Tuesday, April 12, 2016

Quitting bills, stopping pills, and a return to The Island.

We rolled out of the driveway in Kennett Square and made a line toward I-95 south. We left on 4/8/16. Four times two is eight. Eight times two is sixteen. Every moment leading to this was a nap or a palpitation. Leaving the apartment we had for a year; outfitting the van; preparing to live on the road with two dogs for as long as possible.


The apartment was a mess of messes. Every time we returned home - even if we were gone for a moment - we came home with enough bullshit to anchor a boat. Plastic bag loops dug into our wrists and fingers as we filled our apartment with ever-increasing ballast. At the end of a year, we had to blast out all of this.


Trapped and suffocated; I can hardly remember how smiles rose to the surface. We had great times in that apartment, but oh! it's the difficulties that still leave a sting. On the positive, I married a human girl who speaks my language. We adopted Judy-dog, who is a far better dog than I will ever deserve. I learned how to set us up as booksellers on the internet. Gasps of crisp oxygen punctuated doubt, fear, and frustration.
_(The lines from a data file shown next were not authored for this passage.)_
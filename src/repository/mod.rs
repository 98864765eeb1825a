//! In-memory note store used when the remote service cannot be reached.
//! Contents live only as long as the process.

use rand::Rng;

use crate::{
    dto::{CreateNoteRequest, UpdateNoteRequest},
    models::{self, Note},
};

const WELCOME_TITLE: &str = "Welcome";
const WELCOME_CONTENT: &str = "This note lives in memory while the notes server is unreachable. \
Create, edit and delete notes as usual; changes are kept until the program exits.";

#[derive(Debug, Default)]
pub struct LocalStore {
    notes: Vec<Note>,
}

impl LocalStore {
    pub const fn new() -> Self {
        Self { notes: Vec::new() }
    }

    /// Store holding a single welcome note.
    pub fn seeded() -> Self {
        let now = models::timestamp_after(None);
        Self {
            notes: vec![Note {
                id: "welcome".to_string(),
                title: WELCOME_TITLE.to_string(),
                content: WELCOME_CONTENT.to_string(),
                created_at: now.clone(),
                updated_at: now,
            }],
        }
    }

    pub fn len(&self) -> usize {
        self.notes.len()
    }

    pub fn is_empty(&self) -> bool {
        self.notes.is_empty()
    }

    pub fn list(&self) -> Vec<Note> {
        let mut notes = self.notes.clone();
        models::sort_newest_first(&mut notes);
        notes
    }

    pub fn create(&mut self, request: CreateNoteRequest) -> Note {
        let now = self.next_timestamp();
        let note = Note {
            id: self.fresh_id(),
            title: request.title,
            content: request.content,
            created_at: now.clone(),
            updated_at: now,
        };

        self.notes.insert(0, note.clone());
        models::sort_newest_first(&mut self.notes);
        note
    }

    pub fn update(&mut self, id: &str, request: UpdateNoteRequest) -> Option<Note> {
        let now = self.next_timestamp();
        let note = self.notes.iter_mut().find(|n| n.id == id)?;

        if let Some(title) = request.title {
            note.title = title;
        }
        if let Some(content) = request.content {
            note.content = content;
        }
        note.updated_at = now;

        let updated = note.clone();
        models::sort_newest_first(&mut self.notes);
        Some(updated)
    }

    /// Removing an id that is not present still counts as success.
    pub fn delete(&mut self, id: &str) -> bool {
        self.notes.retain(|n| n.id != id);
        true
    }

    fn next_timestamp(&self) -> String {
        let newest = self.notes.iter().map(|n| n.updated_at.as_str()).max();
        models::timestamp_after(newest)
    }

    fn fresh_id(&self) -> String {
        let mut rng = rand::rng();
        loop {
            let id = format!("local-{:016x}", rng.random::<u64>());
            if !self.notes.iter().any(|n| n.id == id) {
                return id;
            }
        }
    }
}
I'm afraid to feel my roots take hold in stationary soil. A fiancee; a dog; a year-long lease. I'm positive about this girl, but adopting the entire menu, oh! I have some recipes of my own! Trust me! Join me! Believe not my modesty; for I am a king.

... and now we've made our escape.


Life is not so easy. The way some people write, it sounds like it is. I’m jealous of those people until I remember there’s a good chance their knuckles meet drywall in secret; their curses turn the wallpaper blue; tears fall in private, wiped away with a tall shrug and a lilted head; ignored as an anomalous moment of weakness. Life is not easy in part because our emotions are tied to unavoidable biology; universal chemistry. The rich and famous fall victim like the rest of us, and today there is a pill for everybody. Certain doctors would prescribe a milligram of such-and-such even for simply feeling okay.
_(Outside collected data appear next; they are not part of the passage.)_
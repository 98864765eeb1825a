use async_trait::async_trait;
use reqwest::Method;
use reqwest::header::HeaderMap;
use serde_json::Value;
use tokio::sync::Mutex;

use crate::{
    api::{ApiClient, Body, NOTES, RequestError},
    config::Config,
    dto::{CreateNoteRequest, ListResponse, UpdateNoteRequest},
    models::{self, Note},
    repository::LocalStore,
};

/// Where a result came from.
#[derive(Debug, Clone, Copy, PartialEq, Eq)]
pub enum Source {
    Remote,
    Fallback,
}

#[derive(Debug, Clone, PartialEq, Eq)]
pub struct Sourced<T> {
    pub value: T,
    pub source: Source,
}

impl<T> Sourced<T> {
    pub const fn remote(value: T) -> Self {
        Self {
            value,
            source: Source::Remote,
        }
    }

    pub const fn fallback(value: T) -> Self {
        Self {
            value,
            source: Source::Fallback,
        }
    }

    pub fn is_fallback(&self) -> bool {
        self.source == Source::Fallback
    }
}

#[derive(Debug, thiserror::Error)]
pub enum ServiceError {
    #[error("Unexpected note in server response: {0}")]
    UnexpectedShape(String),
}

/// The four note operations the screen controller relies on.
#[async_trait]
pub trait NotesApi: Send + Sync {
    async fn list(&self) -> Result<Sourced<Vec<Note>>, ServiceError>;

    async fn create(&self, request: CreateNoteRequest) -> Result<Sourced<Note>, ServiceError>;

    /// `None` from the local store means the id is unknown. From the remote
    /// service it means the update was accepted without a note in the reply.
    async fn update(
        &self,
        id: &str,
        request: UpdateNoteRequest,
    ) -> Result<Sourced<Option<Note>>, ServiceError>;

    async fn delete(&self, id: &str) -> Result<Sourced<bool>, ServiceError>;
}

/// Talks to the remote notes service and answers from its own
/// [`LocalStore`] whenever a remote call fails. Remote failures are never
/// returned to the caller.
#[derive(Debug)]
pub struct NoteService {
    api: ApiClient,
    store: Mutex<LocalStore>,
}

impl NoteService {
    pub fn new(api: ApiClient, store: LocalStore) -> Self {
        Self {
            api,
            store: Mutex::new(store),
        }
    }

    pub fn from_config(config: &Config) -> Self {
        Self::new(ApiClient::new(config.api_base_url()), LocalStore::seeded())
    }

    pub const fn api(&self) -> &ApiClient {
        &self.api
    }

    async fn remote(
        &self,
        method: Method,
        segments: &[&str],
        body: Option<&Value>,
    ) -> Result<Body, RequestError> {
        self.api
            .request(method, segments, body, HeaderMap::new())
            .await
    }
}

fn log_fallback(operation: &str, error: &RequestError) {
    tracing::warn!("Remote {} failed, using local notes: {}", operation, error);
}

fn to_body<T: serde::Serialize>(request: &T) -> Option<Value> {
    serde_json::to_value(request).ok()
}

fn decode_list(body: Body) -> Vec<Note> {
    let Body::Json(value) = body else {
        return Vec::new();
    };

    let mut notes: Vec<Note> = ListResponse::items(value)
        .into_iter()
        .filter_map(|item| match Note::from_value(item) {
            Ok(note) => Some(note),
            Err(e) => {
                tracing::warn!("Skipping malformed note in list response: {}", e);
                None
            }
        })
        .collect();
    models::sort_newest_first(&mut notes);
    notes
}

/// Reads a single record. Replies that carry no object give `None`.
fn decode_note(body: Body) -> Result<Option<Note>, ServiceError> {
    match body {
        Body::Json(value) if value.is_object() => Note::from_value(value)
            .map(Some)
            .map_err(|e| ServiceError::UnexpectedShape(e.to_string())),
        Body::Empty | Body::Json(_) | Body::Text(_) => Ok(None),
    }
}

/// Stands in for a created note when the reply carried none.
fn unechoed_note(request: CreateNoteRequest) -> Note {
    tracing::debug!("Create reply carried no note, using the request payload");
    let now = models::timestamp_after(None);
    Note {
        id: String::new(),
        title: request.title,
        content: request.content,
        created_at: now.clone(),
        updated_at: now,
    }
}

#[async_trait]
impl NotesApi for NoteService {
    async fn list(&self) -> Result<Sourced<Vec<Note>>, ServiceError> {
        match self.remote(Method::GET, &[NOTES], None).await {
            Ok(body) => Ok(Sourced::remote(decode_list(body))),
            Err(e) => {
                log_fallback("list", &e);
                Ok(Sourced::fallback(self.store.lock().await.list()))
            }
        }
    }

    async fn create(&self, request: CreateNoteRequest) -> Result<Sourced<Note>, ServiceError> {
        let payload = to_body(&request);
        match self.remote(Method::POST, &[NOTES], payload.as_ref()).await {
            Ok(body) => {
                let note = decode_note(body)?.unwrap_or_else(|| unechoed_note(request));
                Ok(Sourced::remote(note))
            }
            Err(e) => {
                log_fallback("create", &e);
                Ok(Sourced::fallback(self.store.lock().await.create(request)))
            }
        }
    }

    async fn update(
        &self,
        id: &str,
        request: UpdateNoteRequest,
    ) -> Result<Sourced<Option<Note>>, ServiceError> {
        let payload = to_body(&request);
        match self.remote(Method::PUT, &[NOTES, id], payload.as_ref()).await {
            Ok(body) => decode_note(body).map(Sourced::remote),
            Err(e) => {
                log_fallback("update", &e);
                Ok(Sourced::fallback(self.store.lock().await.update(id, request)))
            }
        }
    }

    async fn delete(&self, id: &str) -> Result<Sourced<bool>, ServiceError> {
        match self.remote(Method::DELETE, &[NOTES, id], None).await {
            Ok(_) => Ok(Sourced::remote(true)),
            Err(e) => {
                log_fallback("delete", &e);
                Ok(Sourced::fallback(self.store.lock().await.delete(id)))
            }
        }
    }
}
And so it was. I was introduced to and provided with amphetamines to help me run with the pack. When the sky turned gray, and my heart went blue, there was an easy solution for that too. A yellow pill. If both were failing, there was one more option, and it usually comes in a bottle or can.


It’s not as bad as it might sound. Pills work. They’re not a firm solution, but they are a forceful hammer-blow when the head of a nail sticks above the surface. The blue pills helped immensely when I was learning how to build a tiny house. They helped me find a way to make money. They filled me with the energy to digest a reality that I suspect the majority of people don’t much mind. People seem to go about their business more or less upright and rarely with their heads on fire. The blue ones help me to observe and copy this phenomenon. But I don’t want to live in Wonka World forever, so alas, today, I am very sleepy indeed.


Those yellow pills are a tiny little trick. Those only make you feel like yourself. Sheets of sleet could beat my bare feet, and I doubt I’d much mind. Those ones are offered for the mere suggestion of sadness, and they hardly cost a dime each. I thought these were a stand-in for the sun (being small and yellow, after all), but now I suspect some of this crying-while-happy might be their footprint.


This post is about Key West, and how I’m there right now. It’s about how beautiful this island is, how friendly folks are here, and how nothing has changed much. I thought I was away for awhile, but when I checked how long, I had to count again to make sure. It’s been six years. I haven’t been to Key West in six years.

I am sitting in the Truman Annex. I am sitting on a tiny couch built over the battery system for our van-house. Kristin is rearranging our ballast and the dogs are drooped over soft things, wearing content smiles. A tourist trolley is clanging past, and jealous lookers-on keep stealing a glance inside of our domicile. Last night we slept next to Sears. It is not the best spot, but in its favor, I felt most certain that our sleep would not be interrupted.


Sleeping in a van is beautiful. Believe nothing else. We have plenty of space. We have two open windows and two vents clustered about the bedzone. We have a few fans; two of them strong.

I’ve spent the five days since our departure vacillating between excitement and apprehension. Will we be organized, comfortable, and happy enough to spend a year or more living in this van? Will having two dogs turn vandwelling into a resentful chore? Are we going to ever start working again; can we be sure to have enough money? Can we start eating healthy and getting regular exercise? Can we live a happy life using simplicity like a card trick? I think we can. I need the answer to be yes.